Majora Mask Image1

"You've met with a terrible fate, haven't you?" the enigmatic Happy Mask Salesman says. His immortal words mark the true beginning of one of Link's most bizarre adventures; one that arguably took the series' portrayal of love, fear, death and despair to new — and so far unsurpassed — levels. Though the ever so sinister The Legend of Zelda: Majora's Mask is often overshadowed by its older, more righteous sibling — Ocarina of Time — it certainly has its fair share of dedicated fans. Rightly so, because what it lacks in dungeons and convenient saving systems, it more than makes up for with storytelling and atmosphere.

The game's flagship feature — wearable masks that granted Link both extraordinary and not-so-extraordinary abilities — is one that has always left a lasting impression in our minds. We'll always remember the thrill of reacquainting ourselves with the Bunny Hood (first seen in OoT) and zipping around Termina at a comically fast speed, being awed as we took on Twinmold at a gargantuan size thanks to the Giant's Mask, and the sheer horror of the cutscenes that played after using one of the four transformation masks. It was such an odd concept to base a game around but it came together so beautifully. Yet — in our experience — whenever we suggest that the masks should return for a future Zelda instalment, we're met with a negative response more often than not.

Why is this? The chief reason is a lot of people tend to see the Zelda series as a vehicle of innovation, so recoil in horror at the idea of repeating something that's already been done. "No", some say, "I'd prefer it if Nintendo tried something new with the next Zelda title" or "just make a Majora's Mask remake instead". Understandable, but odd responses as the Zelda series is certainly no stranger to reusing gameplay mechanics in new titles. As alluded to previously, masks themselves first appeared in Ocarina of Time, albeit in a minor role. Transformation into another being — something that a limited selection of masks provide — has also reappeared both before and after Majora's Mask, in the Oracle games and Twilight Princess. There's also the recurring element of magical instruments, and don't even get us started on time travel. If you're confused as to why people would reject the return of masks on this basis, welcome to the club. Strange as it may seem, it happens.

Transformations have been used multiple times in the series

It's possible that some people might mistakenly assume that the return of masks will turn a potential new Zelda game into something of a Majora's Mask 2.0. No doubt some would rejoice at the very idea, but it may generate concern in others who'd prefer a fresher experience. Though what we mustn't forget is that Majora's Mask had a lot of other things going on at the same time, namely the 3-day cycle and the 'real-time' events that came hand in hand with it. It's proof that a Zelda game can maintain wildly different mechanics within a single title. Should the mask mechanic return in the future, it could be paired with another mechanic our mortal minds can't possibly comprehend at this time, going on to create a combination so overwhelmingly perfect and fresh that we'd later wonder how we ever lived without it.

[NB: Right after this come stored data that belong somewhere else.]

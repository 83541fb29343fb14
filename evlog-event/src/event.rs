use chrono::{SecondsFormat, Utc};
use serde::{Deserialize, Serialize};
use serde_json::{Map, Value};

use crate::Level;

/// Field names stored in the typed fields of [`WideEvent`].
pub const RESERVED_FIELDS: &[&str] = &["timestamp", "level", "service", "environment"];

/// A single structured record summarizing one unit of work.
///
/// The four well-known fields are always present. Everything else the request-scoped logger
/// attaches ends up in [`fields`](Self::fields), which is flattened into the same JSON object on
/// serialization. Setting one of the [`RESERVED_FIELDS`] updates the typed field, so a key never
/// appears twice.
///
/// Events are not mutated after they have been handed to a pipeline.
#[derive(Clone, Debug, PartialEq, Serialize, Deserialize)]
pub struct WideEvent {
    /// ISO-8601 timestamp of the event.
    pub timestamp: String,
    /// Severity of the event.
    pub level: Level,
    /// Name of the service emitting the event.
    pub service: String,
    /// Deployment environment, for example `production`.
    pub environment: String,
    #[serde(flatten)]
    fields: Map<String, Value>,
}

impl WideEvent {
    /// Creates an event stamped with the current time.
    pub fn new(level: Level, service: impl Into<String>, environment: impl Into<String>) -> Self {
        Self {
            timestamp: Utc::now().to_rfc3339_opts(SecondsFormat::Millis, true),
            level,
            service: service.into(),
            environment: environment.into(),
            fields: Map::new(),
        }
    }

    /// Replaces the timestamp.
    pub fn with_timestamp(mut self, timestamp: impl Into<String>) -> Self {
        self.timestamp = timestamp.into();
        self
    }

    /// Adds a caller-defined field, replacing a previous value of the same name.
    pub fn with_field(mut self, key: impl Into<String>, value: impl Into<Value>) -> Self {
        self.set(key, value);
        self
    }

    /// Sets a caller-defined field, replacing a previous value of the same name.
    ///
    /// The [`RESERVED_FIELDS`] are written to their typed fields instead. They only accept strings,
    /// and `level` must name a [`Level`]. Other values are ignored.
    pub fn set(&mut self, key: impl Into<String>, value: impl Into<Value>) {
        let key = key.into();
        let value = value.into();

        if !RESERVED_FIELDS.contains(&key.as_str()) {
            self.fields.insert(key, value);
            return;
        }

        let Value::String(value) = value else {
            evlog_log::debug!(field = %key, "ignoring non-string value for reserved field");
            return;
        };

        match key.as_str() {
            "timestamp" => self.timestamp = value,
            "service" => self.service = value,
            "environment" => self.environment = value,
            _ => match value.parse::<Level>() {
                Ok(level) => self.level = level,
                Err(error) => {
                    evlog_log::debug!(
                        error = &error as &dyn std::error::Error,
                        "ignoring invalid event level"
                    );
                }
            },
        }
    }

    /// Returns all caller-defined fields.
    pub fn fields(&self) -> &Map<String, Value> {
        &self.fields
    }

    /// Returns a caller-defined field.
    pub fn get(&self, key: &str) -> Option<&Value> {
        self.fields.get(key)
    }

    /// Returns the HTTP response status recorded in the `status` field.
    pub fn status(&self) -> Option<u16> {
        self.get("status")
            .and_then(Value::as_u64)
            .and_then(|status| u16::try_from(status).ok())
    }

    /// Returns the duration of the unit of work in milliseconds.
    ///
    /// Reads `durationMs` as a number, then `duration` either as a number of milliseconds or as a
    /// string with an `ms` or `s` suffix, e.g. `"250ms"` or `"1.5s"`.
    pub fn duration_ms(&self) -> Option<u64> {
        if let Some(ms) = self.get("durationMs").and_then(as_millis) {
            return Some(ms);
        }

        match self.get("duration")? {
            Value::String(s) => parse_duration_ms(s),
            value => as_millis(value),
        }
    }

    /// Returns the request path recorded in the `path` field.
    pub fn path(&self) -> Option<&str> {
        self.get("path").and_then(Value::as_str)
    }
}

fn as_millis(value: &Value) -> Option<u64> {
    let ms = value.as_f64()?;
    (ms.is_finite() && ms >= 0.0).then(|| ms.round() as u64)
}

/// Parses a human readable duration such as `"250ms"` or `"1.5 s"` into milliseconds.
pub fn parse_duration_ms(s: &str) -> Option<u64> {
    let s = s.trim();

    let (number, factor) = if let Some(number) = s.strip_suffix("ms") {
        (number, 1.0)
    } else if let Some(number) = s.strip_suffix('s') {
        (number, 1000.0)
    } else {
        return None;
    };

    let number = number.trim_end();
    if number.is_empty() || !number.chars().all(|c| c.is_ascii_digit() || c == '.') {
        return None;
    }

    let value: f64 = number.parse().ok()?;
    Some((value * factor).round() as u64)
}

#[cfg(test)]
mod tests {
    use serde_json::json;

    use super::*;

    fn event() -> WideEvent {
        WideEvent::new(Level::Info, "api", "test").with_timestamp("2025-01-01T00:00:00.000Z")
    }

    #[test]
    fn test_serialize_flat() {
        let event = event()
            .with_field("path", "/api/checkout")
            .with_field("status", 201)
            .with_field("user", json!({"id": "u_1", "premium": true}));

        insta::assert_json_snapshot!(event, @r###"
        {
          "timestamp": "2025-01-01T00:00:00.000Z",
          "level": "info",
          "service": "api",
          "environment": "test",
          "path": "/api/checkout",
          "status": 201,
          "user": {
            "id": "u_1",
            "premium": true
          }
        }
        "###);
    }

    #[test]
    fn test_deserialize_collects_fields() {
        let event: WideEvent = serde_json::from_value(json!({
            "timestamp": "2025-01-01T00:00:00.000Z",
            "level": "error",
            "service": "api",
            "environment": "prod",
            "status": 500,
            "error": {"message": "boom"}
        }))
        .unwrap();

        assert_eq!(event.level, Level::Error);
        assert_eq!(event.status(), Some(500));
        assert_eq!(event.get("error"), Some(&json!({"message": "boom"})));
        assert!(event.get("service").is_none());
    }

    #[test]
    fn test_reserved_fields_update_typed_fields() {
        let event = event()
            .with_field("service", "checkout")
            .with_field("level", "ERROR")
            .with_field("environment", "staging")
            .with_field("status", 500);

        assert_eq!(event.service, "checkout");
        assert_eq!(event.level, Level::Error);
        assert!(event.get("service").is_none());

        let json = serde_json::to_string(&event).unwrap();
        let parsed: WideEvent = serde_json::from_str(&json).unwrap();
        assert_eq!(parsed, event);
        assert_eq!(parsed.service, "checkout");
        assert_eq!(parsed.level, Level::Error);
        assert_eq!(parsed.environment, "staging");
    }

    #[test]
    fn test_reserved_fields_reject_invalid_values() {
        let event = event()
            .with_field("level", "fatal")
            .with_field("service", 42)
            .with_field("timestamp", json!({"at": 0}));

        assert_eq!(event.level, Level::Info);
        assert_eq!(event.service, "api");
        assert_eq!(event.timestamp, "2025-01-01T00:00:00.000Z");
        assert!(event.fields().is_empty());
    }

    #[test]
    fn test_status_out_of_range() {
        assert_eq!(event().with_field("status", 70000).status(), None);
        assert_eq!(event().with_field("status", "404").status(), None);
    }

    #[test]
    fn test_duration_sources() {
        assert_eq!(event().with_field("durationMs", 600).duration_ms(), Some(600));
        assert_eq!(event().with_field("duration", 12.4).duration_ms(), Some(12));
        assert_eq!(event().with_field("duration", "250ms").duration_ms(), Some(250));
        assert_eq!(event().with_field("duration", "1.5s").duration_ms(), Some(1500));
        assert_eq!(event().with_field("duration", "2 s").duration_ms(), Some(2000));
        assert_eq!(event().with_field("duration", "soon").duration_ms(), None);
        assert_eq!(event().with_field("durationMs", -5).duration_ms(), None);
        assert_eq!(event().duration_ms(), None);
    }

    #[test]
    fn test_duration_ms_takes_precedence() {
        let event = event()
            .with_field("durationMs", 10)
            .with_field("duration", "5s");
        assert_eq!(event.duration_ms(), Some(10));
    }

    #[test]
    fn test_new_timestamp_format() {
        let event = WideEvent::new(Level::Debug, "api", "dev");
        assert!(event.timestamp.ends_with('Z'));
        assert!(chrono::DateTime::parse_from_rfc3339(&event.timestamp).is_ok());
    }
}
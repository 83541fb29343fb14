//! Logging facade for evlog.
//!
//! # Setup
//!
//! To enable logging, invoke the [`init`] function with a [`LogConfig`]. The configuration
//! implements `serde` traits, so it can be obtained from configuration files.
//!
//! ```ignore
//! use evlog_log::LogConfig;
//!
//! let log_config = LogConfig {
//!     format: evlog_log::LogFormat::Json,
//!     ..LogConfig::default()
//! };
//!
//! evlog_log::init(&log_config);
//! ```
//!
//! # Logging
//!
//! The basic use of the log crate is through the five logging macros: [`error!`], [`warn!`],
//! [`info!`], [`debug!`] and [`trace!`] where `error!` represents the highest-priority log messages
//! and `trace!` the lowest.
//!
//! ## Conventions
//!
//! Log messages should start lowercase and end without punctuation. Prefer short and precise log
//! messages over verbose text. Choose the log level according to these rules:
//!
//! - [`error!`] for bugs and invalid behavior.
//! - [`warn!`] for undesirable behavior, such as dropped events.
//! - [`info!`] for messages relevant to the average user.
//! - [`debug!`] for messages usually relevant to debugging.
//! - [`trace!`] for full auxiliary information.
//!
//! Structured fields are preferred over interpolation:
//!
//! ```
//! evlog_log::debug!(batch_size = 25, "flushing batch");
//! ```
//!
//! ## Logging Error Types
//!
//! To log errors with their full chain of causes, use the [`LogError`] wrapper:
//!
//! ```
//! use evlog_log::LogError;
//!
//! let custom_error = std::io::Error::other("oh no!");
//! evlog_log::error!("operation failed: {}", LogError(&custom_error));
//! ```
//!
//! # Testing
//!
//! For unit testing, there is a separate initialization macro [`init_test!`] that should be called
//! at the beginning of test method. It enables test mode of the logger and customizes log levels
//! for the current crate.
//!
//! ```ignore
//! #[test]
//! fn test_something() {
//!     evlog_log::init_test!();
//! }
//! ```

#![warn(missing_docs)]

mod config;
pub use config::*;

#[cfg(feature = "init")]
mod setup;
#[cfg(feature = "init")]
pub use setup::*;

#[cfg(feature = "test")]
mod test;
#[cfg(feature = "test")]
pub use test::*;

mod utils;
pub use utils::*;

// Expose the minimal log facade.
#[doc(inline)]
pub use tracing::{debug, error, info, trace, warn};
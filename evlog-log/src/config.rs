use serde::{Deserialize, Serialize};

/// Controls the log format.
#[derive(Clone, Copy, Debug, Eq, PartialEq, Hash, Deserialize, Serialize)]
#[serde(rename_all = "lowercase")]
pub enum LogFormat {
    /// Auto detect the best format.
    ///
    /// This chooses [`LogFormat::Pretty`] for TTY, otherwise [`LogFormat::Simplified`].
    Auto,

    /// Pretty printing with colors.
    ///
    /// ```text
    ///  INFO  evlog_drain::pipeline > flushing batch
    /// ```
    Pretty,

    /// Simplified plain text output.
    ///
    /// ```text
    /// 2024-12-04T12:10:32Z [evlog_drain::pipeline] INFO: flushing batch
    /// ```
    Simplified,

    /// Dump out JSON lines.
    ///
    /// ```text
    /// {"timestamp":"2024-12-04T12:11:08.729716Z","level":"INFO","target":"evlog_drain::pipeline","fields":{"message":"flushing batch"}}
    /// ```
    Json,
}

/// The logging level parse error.
#[derive(Clone, Debug)]
pub struct LevelParseError(String);

impl std::fmt::Display for LevelParseError {
    fn fmt(&self, f: &mut std::fmt::Formatter<'_>) -> std::fmt::Result {
        write!(
            f,
            r#"error parsing "{}" as level: expected one of "error", "warn", "info", "debug", "trace", "off""#,
            self.0
        )
    }
}

impl std::error::Error for LevelParseError {}

/// The minimum level of messages emitted by evlog.
#[derive(Clone, Copy, Debug, Default, Eq, PartialEq, Ord, PartialOrd, Deserialize, Serialize)]
#[serde(rename_all = "lowercase")]
pub enum Level {
    /// The "error" level.
    Error,
    /// The "warn" level.
    Warn,
    /// The "info" level.
    #[default]
    Info,
    /// The "debug" level.
    Debug,
    /// The "trace" level.
    Trace,
    /// Completely disables logging.
    Off,
}

impl Level {
    /// Returns the tracing [`LevelFilter`](tracing::level_filters::LevelFilter).
    pub const fn level_filter(&self) -> tracing::level_filters::LevelFilter {
        use tracing::level_filters::LevelFilter;

        match self {
            Level::Error => LevelFilter::ERROR,
            Level::Warn => LevelFilter::WARN,
            Level::Info => LevelFilter::INFO,
            Level::Debug => LevelFilter::DEBUG,
            Level::Trace => LevelFilter::TRACE,
            Level::Off => LevelFilter::OFF,
        }
    }
}

impl std::str::FromStr for Level {
    type Err = LevelParseError;

    fn from_str(s: &str) -> Result<Self, Self::Err> {
        let result = match s {
            "" => Level::Error,
            s if s.eq_ignore_ascii_case("error") => Level::Error,
            s if s.eq_ignore_ascii_case("warn") => Level::Warn,
            s if s.eq_ignore_ascii_case("info") => Level::Info,
            s if s.eq_ignore_ascii_case("debug") => Level::Debug,
            s if s.eq_ignore_ascii_case("trace") => Level::Trace,
            s if s.eq_ignore_ascii_case("off") => Level::Off,
            s => return Err(LevelParseError(s.into())),
        };

        Ok(result)
    }
}

impl std::fmt::Display for Level {
    fn fmt(&self, f: &mut std::fmt::Formatter<'_>) -> std::fmt::Result {
        let name = match self {
            Level::Error => "error",
            Level::Warn => "warn",
            Level::Info => "info",
            Level::Debug => "debug",
            Level::Trace => "trace",
            Level::Off => "off",
        };
        f.write_str(name)
    }
}

/// Controls the logging system.
#[derive(Clone, Debug, Deserialize, Serialize)]
#[serde(default)]
pub struct LogConfig {
    /// The log level for evlog.
    pub level: Level,

    /// Controls the log output format.
    ///
    /// Defaults to [`LogFormat::Auto`], which detects the best format based on the TTY.
    pub format: LogFormat,
}

impl Default for LogConfig {
    fn default() -> Self {
        Self {
            level: Level::Info,
            format: LogFormat::Auto,
        }
    }
}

Of course, it'd be very foolish to rally so hard for the return of masks for these reasons alone. Right now, it seems as though we're arguing for Link to go sauntering around like he's an extra in the Phantom of the Opera just for the sake of it. However, the key reason we'd love to see masks return to a Zelda game once more is — quite simply — there's so much potential it hurts. Majora's Mask featured 24 masks with all sorts of weird and wonderful powers: one helped you locate fairies, one made you invisible, one turned your face into a pig so you could sniff out items, one allowed you speak to Gibdos, one let you check post boxes and one even let you emit explosions from your face.

That's just a small sample and doesn't even take into account all the different abilities granted from the four transformation masks (Deku, Goron, Zora and Fierce Deity). There was just so much diversity among each mask and each one could be used in a variety of different scenarios beyond their primary function. A particular favourite of ours was the fact wearing certain undead-themed masks would cause the nightmarish Re-dead enemies to dance flamboyantly; it's truly a beautiful sight to behold. Elsewhere, wearing a mask and speaking to an NPC would yield a reaction that changed depending on which one you wore. There are just layers and layers to the concept.

Will the new Zelda on Wii U resemble its E3 2011 tech demo?

Majora's Mask was released in western waters in late 2000, nearly 14 years ago. That's a fairly long time ago, so we'd actually love to see what kinds of masks Nintendo could create that reflects how the Zelda series has evolved since then, or adapts to a brand new Zelda world with new accompanying mechanics, or just for fun. How about a Cucco mask? Link can sort of fly if he jumps off a ledge...and also unleashes a Hulk-like rage if he's attacked too much while wearing it. The possibilities are really quite endless.

We're counting on a Zelda-related announcement at the impending E3 digital event. While a 3DS remake of Majora's Mask would be welcomed with open arms, a small part of us wants to see the masks return in the upcoming Zelda Wii U title. Old and new can be merged together to create a fresh experience, and Nintendo has proved time and time again that it has staff with enough creativity to do Link's second masquerade ball justice.

Would you like to see masks return in a future Zelda title? or would you prefer them to only see the light of day in a Majora's Mask remake?